A la luz de lo anterior, se pueden trazar unos aspectos clave que ambas revistas comparten en relación a la problemática de la mujer en los contextos intelectuales y artísticos del arte: en primer lugar, la permanencia de figuras privilegiadas como Judith Márquez, Marta Traba y Beatriz González; en segundo lugar, los referentes internacionales que validan la creación de un discurso “local”. En el caso del artículo de Traba, hay un cambio en el referente. Esto corresponde a un cambio en la idea del deber ser del arte y a la función de establecer mayor cercanía y similitud —no sólo en un nivel estilístico como en el caso de Engel—en cuestiones de identidad. Entre ellas hay mayor proximidad geográfica y ambas comparten el hecho de ser artistas en el contexto del arte latinoamericano. Lo anterior sucede en parte, a esa noción de establecer mujeres “íconos”. El ejemplo más diciente de esto es el caso de Frida Kahlo, cuya difusión y reconocimiento global responde más a aspectos de su identidad y a su contexto que a su calidad artística. Por último, hay múltiples factores que interceden en este discurso artístico sobre la participación de la mujer. Por ejemplo, puede que la poca difusión de artistas mujeres en ambas revistas se deba a la falta de circulación de artistas mujeres en el ámbito local y a la falta de trabajo de archivo. También a la manera en que se abordaban los criterios de selección para las exposiciones, vinculados a la manera en que se reacciona al arte producido por mujeres.

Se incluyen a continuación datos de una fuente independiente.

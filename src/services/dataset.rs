//! Training dataset collection across all published currencies.

use crate::error::Result;
use crate::services::features::{build_training_pairs, DEFAULT_WINDOW};
use crate::services::{CurrencyDirectory, RateSeriesLoader};
use crate::types::{Dataset, LabeledSample};
use chrono::{Local, NaiveDate};
use std::io::Write;
use std::sync::Arc;
use tracing::info;

/// Currencies with fewer observations contribute no samples.
pub const MIN_OBSERVATIONS: usize = 10;

/// Collects labeled feature vectors for offline training.
pub struct DatasetBuilder {
    directory: Arc<CurrencyDirectory>,
    loader: Arc<RateSeriesLoader>,
    days_back: i64,
}

impl DatasetBuilder {
    pub fn new(
        directory: Arc<CurrencyDirectory>,
        loader: Arc<RateSeriesLoader>,
        days_back: i64,
    ) -> Self {
        Self {
            directory,
            loader,
            days_back,
        }
    }

    pub async fn build(&self) -> Result<Dataset> {
        self.build_as_of(Local::now().date_naive()).await
    }

    /// Walk every currency in the directory, oldest date first, and pool
    /// their training pairs.
    pub async fn build_as_of(&self, as_of: NaiveDate) -> Result<Dataset> {
        let currencies = self.directory.currencies().await;
        info!("Collecting history for {} currencies", currencies.len());

        let mut dataset = Dataset::default();
        for code in currencies.keys() {
            let series = self.loader.recent(code, as_of, self.days_back).await?;

            let pairs = if series.len() < MIN_OBSERVATIONS {
                Vec::new()
            } else {
                build_training_pairs(&series.rates(), DEFAULT_WINDOW)
            };

            if !pairs.is_empty() {
                info!("{}: +{} samples", code, pairs.len());
            }
            dataset.counts.insert(code.clone(), pairs.len());
            dataset
                .samples
                .extend(pairs.into_iter().map(|pair| LabeledSample {
                    currency: code.clone(),
                    features: pair.features.to_array(),
                    label: pair.label,
                }));
        }

        info!("Collected {} samples in total", dataset.len());
        Ok(dataset)
    }
}

/// Write one JSON object per sample, newline separated.
pub fn write_jsonl<W: Write>(dataset: &Dataset, mut out: W) -> Result<()> {
    for sample in &dataset.samples {
        serde_json::to_writer(&mut out, sample)?;
        out.write_all(b"\n")?;
    }
    out.flush()?;
    Ok(())
}
pub mod advisory;
pub mod cache;
pub mod classifier;
pub mod currencies;
pub mod dataset;
pub mod features;
pub mod file_cache;
pub mod historical;
pub mod rate_cache;
pub mod snapshot;

pub use advisory::AdvisoryEngine;
pub use cache::{CacheStore, MemoryStore};
pub use classifier::{Classifier, JsonModelLoader, LogisticModel, ModelLoader, TrendClassifier};
pub use currencies::CurrencyDirectory;
pub use dataset::DatasetBuilder;
pub use file_cache::FileStore;
pub use historical::RateSeriesLoader;
pub use rate_cache::RateCache;
pub use snapshot::SnapshotService;
//! Logistic-regression classifier artifact.
//!
//! Stored as JSON:
//!
//! ```json
//! {
//!   "weights": [12.1, 4.3, -8.0, 0.01],
//!   "intercept": -0.2,
//!   "scaler": { "mean": [0, 0, 0.006, 50], "scale": [0.008, 0.004, 0.004, 25] }
//! }
//! ```
//!
//! `scaler` is optional; when present each feature is standardized as
//! `(x - mean) / scale` before the linear step.

use crate::error::{FxError, Result};
use crate::services::classifier::Classifier;
use crate::types::{FeatureVector, FEATURE_COUNT};
use serde::{Deserialize, Serialize};

/// Per-feature standardization fitted during training.
#[derive(Debug, Clone, PartialEq, Serialize, Deserialize)]
pub struct StandardScaler {
    pub mean: [f64; FEATURE_COUNT],
    pub scale: [f64; FEATURE_COUNT],
}

/// Binary logistic model over the four trend features.
#[derive(Debug, Clone, PartialEq, Serialize, Deserialize)]
pub struct LogisticModel {
    pub weights: [f64; FEATURE_COUNT],
    pub intercept: f64,
    #[serde(default, skip_serializing_if = "Option::is_none")]
    pub scaler: Option<StandardScaler>,
}

impl LogisticModel {
    /// Parse and validate an artifact document.
    pub fn from_json(document: &str) -> Result<Self> {
        let model: LogisticModel = serde_json::from_str(document)
            .map_err(|e| FxError::ModelUnavailable(format!("invalid artifact: {}", e)))?;
        model.validate()?;
        Ok(model)
    }

    /// Reject artifacts that would produce non-finite probabilities.
    pub fn validate(&self) -> Result<()> {
        let finite = self.weights.iter().all(|w| w.is_finite()) && self.intercept.is_finite();
        if !finite {
            return Err(FxError::ModelUnavailable(
                "artifact has non-finite coefficients".to_string(),
            ));
        }

        if let Some(scaler) = &self.scaler {
            let ok = scaler.mean.iter().all(|m| m.is_finite())
                && scaler.scale.iter().all(|s| s.is_finite() && *s != 0.0);
            if !ok {
                return Err(FxError::ModelUnavailable(
                    "artifact scaler has zero or non-finite entries".to_string(),
                ));
            }
        }
        Ok(())
    }

    fn sigmoid(z: f64) -> f64 {
        if z >= 0.0 {
            1.0 / (1.0 + (-z).exp())
        } else {
            let exp_z = z.exp();
            exp_z / (1.0 + exp_z)
        }
    }

    /// Probability that the next rate is higher.
    pub fn probability_up(&self, features: &FeatureVector) -> f64 {
        let x = features.to_array();
        let z = (0..FEATURE_COUNT).fold(self.intercept, |acc, i| {
            let xi = match &self.scaler {
                Some(s) => (x[i] - s.mean[i]) / s.scale[i],
                None => x[i],
            };
            acc + self.weights[i] * xi
        });
        Self::sigmoid(z)
    }
}

impl Classifier for LogisticModel {
    fn predict(&self, features: &FeatureVector) -> u8 {
        u8::from(self.probability_up(features) >= 0.5)
    }

    fn predict_probability(&self, features: &FeatureVector) -> [f64; 2] {
        let p = self.probability_up(features);
        [1.0 - p, p]
    }
}
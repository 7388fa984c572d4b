//! Lazily loaded list of currencies published by the feed.

use crate::sources::CurrencyCatalog;
use std::collections::BTreeMap;
use std::sync::Arc;
use tokio::sync::RwLock;
use tracing::{error, info};

/// Currencies returned when the catalog cannot be reached.
const FALLBACK_CURRENCIES: &[(&str, &str)] = &[
    ("CHF", "Swiss Franc"),
    ("CNY", "Chinese Yuan"),
    ("EUR", "Euro"),
    ("GBP", "Pound Sterling"),
    ("JPY", "Japanese Yen"),
    ("USD", "US Dollar"),
];

/// Owned cache of the currency list, loaded on first use.
pub struct CurrencyDirectory {
    catalog: Arc<dyn CurrencyCatalog>,
    loaded: RwLock<Option<BTreeMap<String, String>>>,
}

impl CurrencyDirectory {
    pub fn new(catalog: Arc<dyn CurrencyCatalog>) -> Self {
        Self {
            catalog,
            loaded: RwLock::new(None),
        }
    }

    fn fallback() -> BTreeMap<String, String> {
        FALLBACK_CURRENCIES
            .iter()
            .map(|(code, name)| (code.to_string(), name.to_string()))
            .collect()
    }

    /// Currency code -> name.
    ///
    /// If the catalog fails before anything was loaded, a built-in list is
    /// returned but not kept, so the next call tries the catalog again.
    pub async fn currencies(&self) -> BTreeMap<String, String> {
        if let Some(list) = self.loaded.read().await.as_ref() {
            return list.clone();
        }

        match self.catalog.list_currencies().await {
            Ok(list) => {
                info!("Loaded {} currencies", list.len());
                *self.loaded.write().await = Some(list.clone());
                list
            }
            Err(e) => {
                error!("Failed to load currency list: {}", e);
                Self::fallback()
            }
        }
    }

    /// Reload the list from the catalog. Keeps the previous list on failure.
    pub async fn refresh(&self) -> BTreeMap<String, String> {
        match self.catalog.list_currencies().await {
            Ok(list) => {
                info!("Refreshed currency list: {} currencies", list.len());
                *self.loaded.write().await = Some(list.clone());
                list
            }
            Err(e) => {
                error!("Failed to refresh currency list: {}", e);
                match self.loaded.read().await.as_ref() {
                    Some(list) => list.clone(),
                    None => Self::fallback(),
                }
            }
        }
    }

    /// Case-insensitive membership test.
    pub async fn contains(&self, code: &str) -> bool {
        self.currencies().await.contains_key(&code.to_uppercase())
    }
}
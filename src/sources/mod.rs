//! Upstream rate feeds.

pub mod cbr;

pub use cbr::CbrClient;

use crate::error::Result;
use crate::types::RateTable;
use async_trait::async_trait;
use chrono::NaiveDate;
use std::collections::BTreeMap;

/// Fetches the full rate table published for a date.
#[async_trait]
pub trait RateSource: Send + Sync {
    /// Short identifier used in logs.
    fn name(&self) -> &str;

    /// Fetch every currency quoted on `date`.
    async fn fetch_day(&self, date: NaiveDate) -> Result<RateTable>;
}

/// Lists the currencies a feed publishes.
#[async_trait]
pub trait CurrencyCatalog: Send + Sync {
    /// Currency code -> human-readable name.
    async fn list_currencies(&self) -> Result<BTreeMap<String, String>>;
}
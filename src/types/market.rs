use chrono::NaiveDate;
use serde::{Deserialize, Serialize};

/// Coarse bucket for short-term volatility.
#[derive(Debug, Clone, Copy, PartialEq, Eq, Serialize, Deserialize)]
#[serde(rename_all = "snake_case")]
pub enum VolatilityLevel {
    Low,
    Medium,
    High,
}

impl VolatilityLevel {
    /// Bucket a volatility figure expressed in percent.
    pub fn from_pct(volatility_pct: f64) -> Self {
        if volatility_pct < 0.5 {
            VolatilityLevel::Low
        } else if volatility_pct < 1.2 {
            VolatilityLevel::Medium
        } else {
            VolatilityLevel::High
        }
    }
}

/// Reading of the momentum oscillator.
#[derive(Debug, Clone, Copy, PartialEq, Eq, Serialize, Deserialize)]
#[serde(rename_all = "snake_case")]
pub enum MomentumStatus {
    Overbought,
    Oversold,
    Neutral,
}

impl MomentumStatus {
    pub fn from_value(value: f64) -> Self {
        if value > 70.0 {
            MomentumStatus::Overbought
        } else if value < 30.0 {
            MomentumStatus::Oversold
        } else {
            MomentumStatus::Neutral
        }
    }
}

/// Short-horizon statistics for one currency as of its latest observation.
#[derive(Debug, Clone, PartialEq, Serialize, Deserialize)]
#[serde(rename_all = "camelCase")]
pub struct MarketSnapshot {
    pub currency: String,
    /// Date of the latest observation.
    pub date: NaiveDate,
    /// Latest per-unit rate.
    pub rate: f64,
    pub delta_1d_pct: f64,
    pub delta_3d_pct: f64,
    pub delta_7d_pct: f64,
    /// Std of up to the last 7 relative changes, in percent.
    pub volatility_7d_pct: f64,
    pub volatility_level: VolatilityLevel,
    /// Oscillator over the last 6 observations (period 5).
    pub momentum: f64,
    pub momentum_status: MomentumStatus,
}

Es necesario ser cuidadoso a la hora de analizar un tema como la apertura de posibilidades para las mujeres en el circuito del arte. El punto central es reformular las preguntas para que el discurso no termine reducido al hecho de que ser mujer implica mayor o menor “talento” o que simplemente no les interesa hacer parte de este campo. Es ineludible indagar cuáles eran los impedimentos para que circularan el arte y la información sobre las mujeres que trabajan en este campo y que llevaban a privilegiar a la figura del hombre artista relacionándolo con la noción de “genio” ya reevaluada en la historiografía del arte. De igual forma, reformularlas para que a la hora de hacer un trabajo de investigación se tenga en consideración una mayor cantidad y un repertorio más heterogéneo de mujeres que han hecho arte a través de la historia y no sólo en el contexto del arte moderno y contemporáneo. De esta manera, la finalidad de esta reformulación sería que tuvieran igualdad de condiciones a la hora de conseguir un trabajo como artistas o escritoras. La urgencia de una reformulación de los discursos relacionados con la forma en que opera el arte hecho por mujeres en el circuito del arte sigue vigente: en la actualidad, mundialmente aproximadamente el 51% de los artistas son mujeres, pero tan solo el 28% de las exposiciones individuales son de mujeres. ¿Acaso se ha luchado más por la validación de la mujer en el plano intelectual que como mujer creativa e innovadora?